【表題】 UASB発酵法による乳牛糞尿搾汁液の処理効果

【著者名】 梅津一孝;大山卓英;岸本正;高橋潤一;松本奈美;濱本修
【所属】 帯広畜産大学畜産学科;三井造船(株)
【発行年】 2004
【雑誌名】 農業施設
【巻】 35−1
【頁】 1−8
【要約】 UASB発酵法とは、反応器内に接触材、充填材、流動粒子などの生物膜付着担体を用いないで、汚泥生物自身の持つ凝集、集塊機能を利用して沈降性の優れたグラニュール増殖集塊を形成させて高濃度の生物量を反応器内に保持しようとする、一種の自己固定化方式のメタン発酵バイオリアクターである。本報は、UASB発酵法による乳牛糞尿搾汁液処理の有効性について、グラニュール量、投入水温度とCOD負荷さらにCOD除去率の関係を明らかにすることを目的とする。【実験装置】UASB発酵槽は、内径65mm、有効高さ700mm、有効容積2000mLのアクリルライトの円柱容器を使用した。投入水を加温するために35℃に設定した恒温水槽にチューブを通し加温してから発酵槽内に注入した。以上の発酵槽を2基用い、A発酵槽(グラニュール500mL、高さ280mm)とB発酵槽(グラニュール250mL、高さ140mm)とした。ローラーポンプにより供給される供試投入水の滞留時間を48時間とし、投入水のCOD濃度を調整し、COD負荷を段階的に上昇させた。使用グラニュールはビート廃液嫌気発酵処理プラントから採取し、グラニュールの固形分濃度は10.37%であった。投入排水は一般的酪農家から排出された乳牛糞尿を固液分離した搾汁液とパーラー排水等の混合液を想定し、乳牛糞1kgに対し1.3倍の水道水を加えて希釈し、攪拌したスラリーを金網と布で濾過したものを用いた。投入COD負荷量は1.35〜2.62g/L/日で段階的に増加した。【結果のまとめ】@投入COD負荷とメタンガス生成ならびにCOD除去率の関係:投入COD負荷の上昇に伴い、バイオガス生成量は上昇し、投入COD負荷とバイオガス生成量は直線的関係にあることが明らかになった。分解COD当たりのメタンガス生成量は0.048〜0.205L/gCOD/日であった。
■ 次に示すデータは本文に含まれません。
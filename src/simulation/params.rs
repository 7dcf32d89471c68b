//! Numerical and physical parameters for the orbit simulation
//!
//! `OrbitParams` holds the runtime settings:
//! - gravitational constant and launch velocity scaling,
//! - sun and earth presets,
//! - history/prediction buffer lengths and the prediction step size,
//! - which gravity mode the live and prediction passes use
//!
//! Built once at startup (defaults or from a scenario file), passed to
//! the simulator, never mutated afterwards.

/// Default mass for a user-launched body.
pub const DEFAULT_BODY_MASS: f64 = 10.0;

/// Default radius for a user-launched body.
pub const DEFAULT_BODY_RADIUS: f64 = 5.0;

#[derive(Debug, Clone)]
pub struct OrbitParams {
    pub g: f64, // gravitational constant, simulation units (not SI)
    pub vel_scalar: f64, // drag distance -> launch speed scaling
    pub sun_mass: f64, // mass of the central sun
    pub sun_radius: f64, // radius of the central sun
    pub sun_destruction_range: f64, // extra clearance added to the radii sum
    pub earth_position: [f64; 2], // reference planet initial position
    pub earth_velocity: [f64; 2], // reference planet initial velocity
    pub history_length: usize, // trail capacity for live bodies
    pub future_length: usize, // prediction steps / trail capacity for virtual bodies
    pub prediction_dt: f64, // fixed step size used by predict()
    pub n_body_sim: bool, // live pass: full pairwise gravity when true
    pub n_body_pred: bool, // prediction pass: full pairwise gravity when true
}

impl Default for OrbitParams {
    fn default() -> Self {
        Self {
            g: 1.5,
            vel_scalar: 2.5,
            sun_mass: 1e7,
            sun_radius: 10.0,
            sun_destruction_range: 25.0,
            earth_position: [200.0, 0.0],
            earth_velocity: [0.0, 280.0],
            history_length: 700,
            future_length: 700,
            prediction_dt: 1.0 / 15.0,
            n_body_sim: true,
            n_body_pred: false,
        }
    }
}
//! # Repository Implementations
//!
//! One repository per aggregate:
//! - [`product::ProductRepository`] - catalog reads, stock writes
//! - [`sale::SaleRepository`] - sale aggregates and the invoice counter
//!
//! Both implement the corresponding till-engine storage trait, so they plug
//! straight into a `SaleEngine`.

pub mod product;
pub mod sale;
COD除去率はA発酵槽、B発酵槽ともに5日目に最高値95%、94%を示し、投入COD負荷を1.35g/L/日と設定した1〜12日に最も高い値で推移した。その後COD除去率は投入COD負荷量を上昇させるに従い、徐々に減少した。またこれらの関係をOleszkiewicz(1981)のモデルとSanchez(1994)のモデルを用いて検討した。A投入グラニュール量依存性:グラニュール量を500mLとしたA発酵槽は250mLとしたB発酵槽に比べ、常に高い性能を示した。このことによりUASB発酵法におけるグラニュール量依存性が明らかになった。